Violet was screaming, “Look at us! You don’t have the feed! You are the feed! Your feed! Your being eaten!”
In the novel Feed by M.T. Anderson, media plays a huge role due to its integration into the human body. By getting rid of external technology, the internal construction of the human brain becomes a media playground with the “feed” constantly probing and advising the user. It’s often hard to disguise between personal thoughts and the feed, because there often are none. There is just the feed!
Feed takes place in a futuristic dystopian society in which everyone had “the feed”. The feed is a micro-chip that is imbedded in the brain, “feeding” the user any information they want or would want to know. Everything is available with in a blink of an eye…literally. No remote, no phone, no TV needed. So, in having the feed you basically have a built-in mind computer. As such, you are frequently bombarded with advertisements, commercials, TV shows, social updates, and the news.

Example of what the feed does for the user.
Part of the book describes, when accessing the feed, the user seems to dazing off, leaving behind a blank expression. Another response happens involuntary when the user looks at products, merchandise, or thinks of something they want. The feed is the brain, and it allows direct media access from corporations to their target consumers. All the time.

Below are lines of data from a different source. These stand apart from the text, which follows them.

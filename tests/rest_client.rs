//! `RestClient` against a loopback HTTP server with canned responses.
//!
//! Each test serves its responses one connection at a time and hands back
//! the raw request heads it received.

use daybook::datastore::{DataError, DataStore, RestClient};
use std::io::{Read, Write};
use std::net::TcpListener;
use std::thread::{self, JoinHandle};
use std::time::Duration;

struct Canned {
    status: &'static str,
    body: &'static str,
}

/// Serve `responses` in order, one per connection. Returns the base URL and
/// a handle yielding every request head, lowercased.
fn serve(responses: Vec<Canned>) -> (String, JoinHandle<Vec<String>>) {
    let listener = TcpListener::bind("127.0.0.1:0").unwrap();
    let addr = listener.local_addr().unwrap();

    let handle = thread::spawn(move || {
        let mut heads = Vec::new();
        for canned in responses {
            let (mut stream, _) = listener.accept().unwrap();
            let mut raw = Vec::new();
            let mut buf = [0u8; 1024];
            while !raw.windows(4).any(|w| w == b"\r\n\r\n") {
                let n = stream.read(&mut buf).unwrap();
                if n == 0 {
                    break;
                }
                raw.extend_from_slice(&buf[..n]);
            }
            heads.push(String::from_utf8_lossy(&raw).to_lowercase());

            let response = format!(
                "HTTP/1.1 {}\r\nContent-Type: application/json\r\nContent-Length: {}\r\nConnection: close\r\n\r\n{}",
                canned.status,
                canned.body.len(),
                canned.body
            );
            stream.write_all(response.as_bytes()).unwrap();
            stream.flush().unwrap();
        }
        heads
    });

    (format!("http://{addr}/"), handle)
}

fn client(base: &str) -> RestClient {
    RestClient::new(base, "anon-key", Some(Duration::from_secs(5)))
}

#[test]
fn sends_key_headers_and_query_string() {
    let (base, server) = serve(vec![Canned {
        status: "200 OK",
        body: r#"[{"number": 3, "hook": "Let go."}]"#,
    }]);

    let steps = client(&base).steps().unwrap();
    assert_eq!(steps.len(), 1);
    assert_eq!(steps[0].number, 3);
    assert_eq!(steps[0].hook.as_deref(), Some("Let go."));

    let heads = server.join().unwrap();
    let head = heads[0].replace("%2c", ",");
    let request_line = head.lines().next().unwrap();
    assert!(
        request_line.starts_with("get /rest/v1/steps?select=number,text,month,principle,"),
        "{request_line}"
    );
    assert!(request_line.contains("&order=number.asc"), "{request_line}");
    assert!(head.contains("\r\napikey: anon-key\r\n"), "{head}");
    assert!(head.contains("\r\nauthorization: bearer anon-key\r\n"), "{head}");
}

#[test]
fn shares_query_filters_to_approved() {
    let (base, server) = serve(vec![Canned {
        status: "200 OK",
        body: "[]",
    }]);

    assert!(client(&base).shares().unwrap().is_empty());

    let heads = server.join().unwrap();
    let request_line = heads[0].lines().next().unwrap().to_string();
    assert!(request_line.starts_with("get /rest/v1/member_shares?"));
    assert!(request_line.contains("&approved=eq.true"), "{request_line}");
}

#[test]
fn error_status_and_non_array_body() {
    let (base, server) = serve(vec![
        Canned {
            status: "503 Service Unavailable",
            body: r#"{"message":"down for maintenance"}"#,
        },
        Canned {
            status: "200 OK",
            body: "{}",
        },
    ]);
    let client = client(&base);

    match client.readings() {
        Err(DataError::HttpStatus {
            collection,
            status,
            body,
        }) => {
            assert_eq!(collection, "readings");
            assert_eq!(status, 503);
            assert!(body.contains("down for maintenance"));
        }
        other => panic!("expected HttpStatus, got {other:?}"),
    }

    assert!(matches!(
        client.themes(),
        Err(DataError::NotArray {
            collection: "themes"
        })
    ));

    let heads = server.join().unwrap();
    assert!(heads[0].starts_with("get /rest/v1/readings?"));
    assert!(heads[1].starts_with("get /rest/v1/themes?"));
}
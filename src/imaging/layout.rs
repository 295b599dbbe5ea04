//! Declarative card layout and its SVG serialisation.
//!
//! A card is three rows stacked on a 1200×630 canvas:
//!
//! ```text
//! ┌──────────────────────────────────────────────┐
//! │ DAYBOOK                                      │  header: site mark
//! │                                              │
//! │ FEBRUARY 29                                  │  body: date label,
//! │ Title, wrapped to two lines                  │        title,
//! │ "Quote body, truncated to 140 characters…"   │        quote,
//! │ Basic Text, p. 42                            │        citation
//! │                                              │
//! │ One day at a time.       daybook.example.org │  footer
//! └──────────────────────────────────────────────┘
//! ```
//!
//! [`card_layout`] decides *what* goes in each row; [`to_svg`] decides
//! where it lands. Keeping the two apart lets the layout be tested without
//! fonts or a rasterizer.

use crate::config::{ColorScheme, OgConfig, SiteInfo};
use crate::text;
use crate::types::Reading;
use maud::html;

pub const CARD_WIDTH: u32 = 1200;
pub const CARD_HEIGHT: u32 = 630;
/// Character budget for the quote body on a card.
pub const CARD_QUOTE_MAX: usize = 140;

const MARGIN_X: u32 = 80;
const TITLE_WRAP: usize = 34;
const TITLE_LINES: usize = 2;
const QUOTE_WRAP: usize = 56;
const QUOTE_LINES: usize = 3;

/// Which of the three configured families a block uses.
#[derive(Debug, Clone, Copy, PartialEq, Eq)]
pub enum FontRole {
    Title,
    Quote,
    Label,
}

#[derive(Debug, Clone, Copy, PartialEq, Eq)]
pub enum Tone {
    Text,
    Muted,
    Accent,
}

#[derive(Debug, Clone, Copy, PartialEq, Eq)]
pub enum Align {
    Start,
    End,
}

/// A run of pre-wrapped lines sharing one style.
#[derive(Debug, Clone, PartialEq)]
pub struct TextBlock {
    pub lines: Vec<String>,
    pub font: FontRole,
    pub size: u32,
    pub line_height: u32,
    pub tone: Tone,
    pub italic: bool,
    pub align: Align,
}

impl TextBlock {
    fn new(lines: Vec<String>, font: FontRole, size: u32, tone: Tone) -> Self {
        Self {
            lines,
            font,
            size,
            line_height: size * 6 / 5,
            tone,
            italic: false,
            align: Align::Start,
        }
    }

    fn single(line: &str, font: FontRole, size: u32, tone: Tone) -> Self {
        Self::new(vec![line.to_string()], font, size, tone)
    }

    fn italic(mut self) -> Self {
        self.italic = true;
        self
    }

    fn end(mut self) -> Self {
        self.align = Align::End;
        self
    }

    fn height(&self) -> u32 {
        self.line_height * self.lines.len() as u32
    }
}

#[derive(Debug, Clone, PartialEq)]
pub struct CardLayout {
    pub header: Vec<TextBlock>,
    pub body: Vec<TextBlock>,
    pub footer: Vec<TextBlock>,
}

fn wrap(text: &str, width: usize, max_lines: usize) -> Vec<String> {
    let mut lines: Vec<String> = textwrap::wrap(text, width)
        .into_iter()
        .map(|l| l.into_owned())
        .collect();
    if lines.len() > max_lines {
        lines.truncate(max_lines);
        if let Some(last) = lines.last_mut().filter(|l| !l.ends_with('…')) {
            last.push('…');
        }
    }
    lines
}

/// Build the card for one reading.
pub fn card_layout(reading: &Reading, site: &SiteInfo) -> CardLayout {
    let quote = text::parse_quote(&reading.quote);
    let quote_body = text::truncate_at_word(&text::strip_markup(&quote.body), CARD_QUOTE_MAX);

    let mut body = vec![
        TextBlock::single(
            &reading.date_label().to_uppercase(),
            FontRole::Label,
            26,
            Tone::Accent,
        ),
        TextBlock::new(
            wrap(reading.display_title(), TITLE_WRAP, TITLE_LINES),
            FontRole::Title,
            60,
            Tone::Text,
        ),
    ];
    if !quote_body.is_empty() {
        body.push(
            TextBlock::new(
                wrap(&format!("“{quote_body}”"), QUOTE_WRAP, QUOTE_LINES),
                FontRole::Quote,
                32,
                Tone::Text,
            )
            .italic(),
        );
        let citation = quote.citation();
        if !citation.is_empty() {
            body.push(TextBlock::single(&citation, FontRole::Label, 22, Tone::Muted));
        }
    }

    CardLayout {
        header: vec![TextBlock::single(
            &site.name.to_uppercase(),
            FontRole::Label,
            24,
            Tone::Accent,
        )],
        body,
        footer: vec![
            TextBlock::single(&site.tagline, FontRole::Quote, 24, Tone::Muted).italic(),
            TextBlock::single(&site.domain, FontRole::Label, 22, Tone::Muted).end(),
        ],
    }
}

fn family<'a>(fonts: &'a OgConfig, role: FontRole) -> &'a str {
    match role {
        FontRole::Title => &fonts.title_font,
        FontRole::Quote => &fonts.quote_font,
        FontRole::Label => &fonts.label_font,
    }
}

fn fill<'a>(colors: &'a ColorScheme, tone: Tone) -> &'a str {
    match tone {
        Tone::Text => &colors.text,
        Tone::Muted => &colors.text_muted,
        Tone::Accent => &colors.accent,
    }
}

/// One positioned `<text>` element per block. `top` is the y of the first
/// line's top edge.
fn text_block(block: &TextBlock, top: u32, fonts: &OgConfig, colors: &ColorScheme) -> maud::Markup {
    let (x, anchor) = match block.align {
        Align::Start => (MARGIN_X, "start"),
        Align::End => (CARD_WIDTH - MARGIN_X, "end"),
    };
    let generic = match block.font {
        FontRole::Title | FontRole::Quote => "serif",
        FontRole::Label => "sans-serif",
    };
    html! {
        text x=(x) font-family={ "'" (family(fonts, block.font)) "', " (generic) }
            font-size=(block.size) fill=(fill(colors, block.tone)) text-anchor=(anchor)
            font-style=(if block.italic { "italic" } else { "normal" }) {
            @for (i, line) in block.lines.iter().enumerate() {
                // Baseline sits one font size below the line's top edge.
                tspan x=(x) y=(top + block.line_height * i as u32 + block.size) { (line) }
            }
        }
    }
}

/// Serialise a layout to an SVG document.
///
/// The header hangs from the top margin, the footer sits on the bottom
/// margin, and the body is vertically centred in the space between.
pub fn to_svg(layout: &CardLayout, fonts: &OgConfig, colors: &ColorScheme) -> String {
    const TOP: u32 = 64;
    const BOTTOM: u32 = CARD_HEIGHT - 56;
    const GAP: u32 = 24;

    let header_height = layout.header.iter().map(TextBlock::height).max().unwrap_or(0);
    let footer_height = layout.footer.iter().map(TextBlock::height).max().unwrap_or(0);
    let body_height: u32 = layout.body.iter().map(TextBlock::height).sum::<u32>()
        + GAP * layout.body.len().saturating_sub(1) as u32;

    let free_top = TOP + header_height;
    let free_bottom = BOTTOM - footer_height;
    let mut y = free_top + free_bottom.saturating_sub(free_top).saturating_sub(body_height) / 2;
    let mut body_tops = Vec::with_capacity(layout.body.len());
    for block in &layout.body {
        body_tops.push(y);
        y += block.height() + GAP;
    }

    html! {
        svg xmlns="http://www.w3.org/2000/svg" width=(CARD_WIDTH) height=(CARD_HEIGHT)
            viewBox={ "0 0 " (CARD_WIDTH) " " (CARD_HEIGHT) } {
            rect width="100%" height="100%" fill=(colors.background) {}
            rect x=(MARGIN_X) y=(TOP - 24) width="64" height="4" fill=(colors.accent) {}
            @for block in &layout.header {
                (text_block(block, TOP, fonts, colors))
            }
            @for (block, top) in layout.body.iter().zip(&body_tops) {
                (text_block(block, *top, fonts, colors))
            }
            rect x=(MARGIN_X) y=(free_bottom - 20) width=(CARD_WIDTH - 2 * MARGIN_X) height="1"
                fill=(colors.border) {}
            @for block in &layout.footer {
                (text_block(block, free_bottom, fonts, colors))
            }
        }
    }
    .into_string()
}

#[cfg(test)]
mod tests {
    use super::*;
    use crate::config::SiteConfig;
    use crate::test_helpers::reading;

    fn site() -> SiteInfo {
        SiteConfig::default().site
    }

    #[test]
    fn three_rows_with_citation() {
        let layout = card_layout(&reading(60), &site());
        assert_eq!(layout.header[0].lines, vec!["DAYBOOK"]);
        assert_eq!(layout.body[0].lines, vec!["FEBRUARY 29"]);
        assert_eq!(layout.body[1].lines, vec!["Reading for day 60"]);
        assert!(layout.body[2].italic);
        assert_eq!(layout.body[3].lines, vec!["Basic Text, p. 60"]);
        assert_eq!(layout.footer.len(), 2);
    }

    #[test]
    fn quote_is_truncated_to_budget() {
        let mut r = reading(1);
        r.quote = format!("{} (Source, p. 3)", "acceptance brings serenity ".repeat(20));
        let layout = card_layout(&r, &site());
        let quote: String = layout.body[2].lines.join(" ");
        // Curly quotes wrap the truncated body.
        let inner = quote.trim_start_matches('“').trim_end_matches('”');
        assert!(inner.chars().count() <= CARD_QUOTE_MAX);
        assert!(inner.ends_with('…'));
        assert!(layout.body[2].lines.len() <= QUOTE_LINES);
    }

    #[test]
    fn empty_quote_drops_quote_rows() {
        let mut r = reading(1);
        r.quote.clear();
        r.title.clear();
        let layout = card_layout(&r, &site());
        assert_eq!(layout.body.len(), 2);
        assert_eq!(layout.body[1].lines, vec!["Untitled"]);
    }

    #[test]
    fn long_title_wraps_to_two_lines() {
        let mut r = reading(1);
        r.title = "A very long title that keeps going well past the width of a single card line and then some".into();
        let layout = card_layout(&r, &site());
        assert_eq!(layout.body[1].lines.len(), TITLE_LINES);
    }

    #[test]
    fn svg_is_well_formed_and_escaped() {
        let mut r = reading(1);
        r.title = "Fear & <Faith>".into();
        let config = SiteConfig::default();
        let svg = to_svg(
            &card_layout(&r, &config.site),
            &config.og,
            &config.colors.light,
        );
        assert!(svg.starts_with("<svg xmlns=\"http://www.w3.org/2000/svg\""));
        assert!(svg.contains("Fear &amp; &lt;Faith&gt;"));
        assert!(svg.contains("'Playfair Display', serif"));
        assert!(svg.contains(r#"viewBox="0 0 1200 630""#));
        // Empty elements must be closed for the XML parser.
        assert!(svg.contains("</rect>"));
    }
}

In this case, the feed is the media, and it’s an intimate part of you. Not only does the feed facilitate your desires, but it also allows corporations to have a literal voice in your head in the form of Nina your personal shopper.
She works much like an algorithm. Every sensory detail helps Nina construct a personal profile that better aids “the feed” to distribute information to you, while also assisting corporations to distribute products that you might want and ultimately buy.

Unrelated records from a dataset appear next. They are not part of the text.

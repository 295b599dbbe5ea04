use super::{PageMeta, SiteContext, layout, markdown};
use crate::text;
use crate::types::Book;
use maud::{Markup, html};
use serde_json::json;

pub fn book_path(book: &Book) -> String {
    format!("/literature/{}/", book.slug)
}

fn cover(ctx: &SiteContext, book: &Book) -> Markup {
    html! {
        @if !book.cover_image.trim().is_empty() {
            img.book-cover src=(ctx.link(&book.cover_image)) alt={ (book.title) " cover" } loading="lazy";
        }
    }
}

pub fn literature_index(ctx: &SiteContext, books: &[Book]) -> Markup {
    let meta = PageMeta::new(
        "Literature",
        "Books from Daybook: the collected daily readings, a Twelve Steps workbook and a guided journal.",
        "/literature/",
    )
    .class("literature-index");

    let body = html! {
        h1 { "Literature" }
        ul.book-list {
            @for book in books {
                li.book-card {
                    a href=(ctx.link(&book_path(book))) {
                        (cover(ctx, book))
                        h2 { (book.title) }
                    }
                    @if !book.subtitle.trim().is_empty() {
                        p.subtitle { (book.subtitle) }
                    }
                }
            }
        }
    };
    layout(ctx, &meta, body)
}

pub fn book(ctx: &SiteContext, book: &Book) -> Markup {
    let path = book_path(book);
    let mut json_ld = json!({
        "@context": "https://schema.org",
        "@type": "Book",
        "name": book.title,
        "url": ctx.absolute(&path),
        "publisher": {"@type": "Organization", "name": ctx.site_name()},
    });
    if !book.cover_image.trim().is_empty() {
        json_ld["image"] = json!(ctx.absolute(&book.cover_image));
    }
    let meta = PageMeta::new(&book.title, &text::strip_markup(&book.description), &path)
        .with_json_ld(json_ld)
        .class("book-page");

    let body = html! {
        article.book {
            p.breadcrumb { a href=(ctx.link("/literature/")) { "Literature" } }
            (cover(ctx, book))
            h1 { (book.title) }
            @if !book.subtitle.trim().is_empty() {
                p.subtitle { (book.subtitle) }
            }
            div.book-description { (markdown(&book.description)) }
            @if !book.purchase_url.trim().is_empty() {
                p.purchase {
                    a.button href=(book.purchase_url) rel="noopener" target="_blank" { "Get the book" }
                }
            }
        }
    };
    layout(ctx, &meta, body)
}
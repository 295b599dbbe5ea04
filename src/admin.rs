//! The admin action endpoint, as seen from the generated site.
//!
//! The admin panel is a browser app that posts `{action, data}` envelopes to
//! a single server-side endpoint. The generator never calls it; it only
//! renders the admin shell page with a bootstrap block describing the
//! endpoint, the action set and which reading fields may be patched.
//!
//! ```json
//! {"action": "update_reading", "data": {"day_of_year": 60, "fields": {"title": "..."}}}
//! ```
//!
//! [`AdminAction`] is the one list of actions. The bootstrap block is built
//! from [`AdminAction::ALL`], and each action's wire name is its serde name.

use serde::Serialize;

/// Reading columns the admin panel may patch. Everything else (id, day,
/// moderation timestamps) is owned by the server.
pub const READING_EDITABLE_FIELDS: &[&str] = &[
    "title",
    "opening",
    "body",
    "quote",
    "thought_for_day",
    "application",
    "step_theme",
    "secondary_theme",
    "display_date",
    "admin_notes",
];

/// One operation the admin endpoint dispatches on.
#[derive(Debug, Clone, Copy, PartialEq, Eq, Serialize)]
#[serde(rename_all = "snake_case")]
pub enum AdminAction {
    GetReading,
    UpdateReading,
    MarkFeedbackAddressed,
    MarkReviewed,
    /// Address every open feedback row for a day and mark the reading reviewed.
    BulkAddressAndReview,
    ResetRatings,
    GetStep,
    UpdateStep,
    GetTheme,
    UpdateTheme,
    ListAppFeedback,
    DeleteAppFeedback,
    /// Public: sent by the rating widget on every reading page.
    SubmitRating,
}

impl AdminAction {
    pub const ALL: [AdminAction; 13] = [
        AdminAction::GetReading,
        AdminAction::UpdateReading,
        AdminAction::MarkFeedbackAddressed,
        AdminAction::MarkReviewed,
        AdminAction::BulkAddressAndReview,
        AdminAction::ResetRatings,
        AdminAction::GetStep,
        AdminAction::UpdateStep,
        AdminAction::GetTheme,
        AdminAction::UpdateTheme,
        AdminAction::ListAppFeedback,
        AdminAction::DeleteAppFeedback,
        AdminAction::SubmitRating,
    ];

    /// Wire name of the action.
    pub fn name(self) -> &'static str {
        match self {
            AdminAction::GetReading => "get_reading",
            AdminAction::UpdateReading => "update_reading",
            AdminAction::MarkFeedbackAddressed => "mark_feedback_addressed",
            AdminAction::MarkReviewed => "mark_reviewed",
            AdminAction::BulkAddressAndReview => "bulk_address_and_review",
            AdminAction::ResetRatings => "reset_ratings",
            AdminAction::GetStep => "get_step",
            AdminAction::UpdateStep => "update_step",
            AdminAction::GetTheme => "get_theme",
            AdminAction::UpdateTheme => "update_theme",
            AdminAction::ListAppFeedback => "list_app_feedback",
            AdminAction::DeleteAppFeedback => "delete_app_feedback",
            AdminAction::SubmitRating => "submit_rating",
        }
    }

    pub fn is_mutating(self) -> bool {
        !matches!(
            self,
            AdminAction::GetReading
                | AdminAction::GetStep
                | AdminAction::GetTheme
                | AdminAction::ListAppFeedback
        )
    }

    /// Needs a bearer credential with the admin role.
    pub fn requires_admin(self) -> bool {
        self != AdminAction::SubmitRating
    }
}

/// How one action is described to the admin panel.
#[derive(Debug, Clone, Copy, PartialEq, Serialize)]
pub struct ActionSpec {
    pub name: &'static str,
    pub mutating: bool,
    pub admin_only: bool,
}

impl From<AdminAction> for ActionSpec {
    fn from(action: AdminAction) -> Self {
        Self {
            name: action.name(),
            mutating: action.is_mutating(),
            admin_only: action.requires_admin(),
        }
    }
}

/// JSON handed to the admin panel in the shell page.
#[derive(Debug, Clone, Serialize)]
pub struct AdminBootstrap<'a> {
    pub endpoint: &'a str,
    pub actions: Vec<ActionSpec>,
    pub reading_fields: &'static [&'static str],
}

impl<'a> AdminBootstrap<'a> {
    pub fn new(endpoint: &'a str) -> Self {
        Self {
            endpoint,
            actions: AdminAction::ALL.into_iter().map(ActionSpec::from).collect(),
            reading_fields: READING_EDITABLE_FIELDS,
        }
    }

    pub fn to_json(&self) -> Result<String, serde_json::Error> {
        serde_json::to_string(self)
    }
}

#[cfg(test)]
mod tests {
    use super::*;
    use serde_json::{Value, json};

    #[test]
    fn wire_names_match_serde_names() {
        for action in AdminAction::ALL {
            assert_eq!(serde_json::to_value(action).unwrap(), json!(action.name()));
        }
    }

    #[test]
    fn only_rating_submission_is_public() {
        let public: Vec<_> = AdminAction::ALL
            .into_iter()
            .filter(|a| !a.requires_admin())
            .collect();
        assert_eq!(public, vec![AdminAction::SubmitRating]);
        assert!(AdminAction::SubmitRating.is_mutating());
    }

    #[test]
    fn reads_are_not_mutating() {
        assert!(!AdminAction::GetStep.is_mutating());
        assert!(!AdminAction::ListAppFeedback.is_mutating());
        assert!(AdminAction::ResetRatings.is_mutating());
        assert!(AdminAction::ResetRatings.requires_admin());
    }

    #[test]
    fn bootstrap_lists_every_action_once() {
        let json = AdminBootstrap::new("/api/admin").to_json().unwrap();
        let value: Value = serde_json::from_str(&json).unwrap();
        assert_eq!(value["endpoint"], "/api/admin");

        let actions = value["actions"].as_array().unwrap();
        assert_eq!(actions.len(), AdminAction::ALL.len());
        assert_eq!(
            actions[1],
            json!({"name": "update_reading", "mutating": true, "admin_only": true})
        );
        assert_eq!(
            actions[12],
            json!({"name": "submit_rating", "mutating": true, "admin_only": false})
        );

        let fields = value["reading_fields"].as_array().unwrap();
        assert!(fields.contains(&json!("admin_notes")));
        assert!(!fields.contains(&json!("day_of_year")));
    }
}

With the feed’s cognitive integration, Nina is able to construct a profile that relays everything that you find interesting, without you even asking.
“All you must do is want something, and there’s a chance it will be yours.” But, the primary job of the feed is to serve as a distraction. It become evident towards the end of the book that reality is not so great as the feed perceives it to be. The Earth is dying, and the environmental conditions are gradually causing physical degradations to its inhabitants. Viruses, lesions, even hair balding is happening. Slowly, the people are being consumed by the dire conditions that they have ignored , and even embraced. They are being eaten alive, but its all up to the feed to make sure they don’t realize it.
Anderson, Mathew. Feed. Candlewick Press, 2002.